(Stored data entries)
·····
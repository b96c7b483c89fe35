//! # nsbrand Template Syntax
//!
//! File: cli/src/core/syntax.rs
//!
//! The fixed textual vocabulary of the template tree: the placeholder
//! namespace, the keywords the rewrite rules anchor on, and the file-level
//! conventions used by the transformer and the loader generator.
//!

/// The namespace baked into the template tree.
pub const PLACEHOLDER: &str = "WPLite";

/// Textual conventions of the template language.
#[derive(Debug, Clone, PartialEq, Eq)]
pub struct Syntax {
    /// The identifier that gets branded.
    pub placeholder: &'static str,
    /// Namespace separator.
    pub separator: char,
    /// Keyword opening a namespace declaration.
    pub declaration_keyword: &'static str,
    /// Keyword opening an import statement.
    pub import_keyword: &'static str,
    /// Marker every source file starts with.
    pub open_marker: &'static str,
    /// Runtime check whose string argument names a function.
    pub existence_check: &'static str,
    /// Documentation tags whose inline references are rewritten.
    pub doc_tags: &'static [&'static str],
    /// Extension of files the engine rewrites.
    pub extension: &'static str,
}

impl Syntax {
    pub fn php() -> Self {
        Self {
            placeholder: PLACEHOLDER,
            separator: '\\',
            declaration_keyword: "namespace",
            import_keyword: "use",
            open_marker: "<?php",
            existence_check: "function_exists",
            doc_tags: &[
                "see",
                "method",
                "return",
                "param",
                "var",
                "throws",
                "property",
                "property-read",
                "property-write",
                "mixin",
                "uses",
            ],
            extension: "php",
        }
    }

    /// `Prefix\WPLite`.
    pub fn effective_identifier(&self, prefix: &str) -> String {
        format!("{}{}{}", prefix, self.separator, self.placeholder)
    }

    /// Returns true if `path` has the source extension.
    pub fn is_source_file(&self, path: &std::path::Path) -> bool {
        path.extension()
            .and_then(|ext| ext.to_str())
            .map_or(false, |ext| ext == self.extension)
    }
}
·····
- [EXERCISE BRIEF]:
List the lines of the entries that include "tree".

- [YOUR RESPONSE]:
//! The fixed textual vocabulary of the template tree: the placeholder
/// The namespace baked into the template tree.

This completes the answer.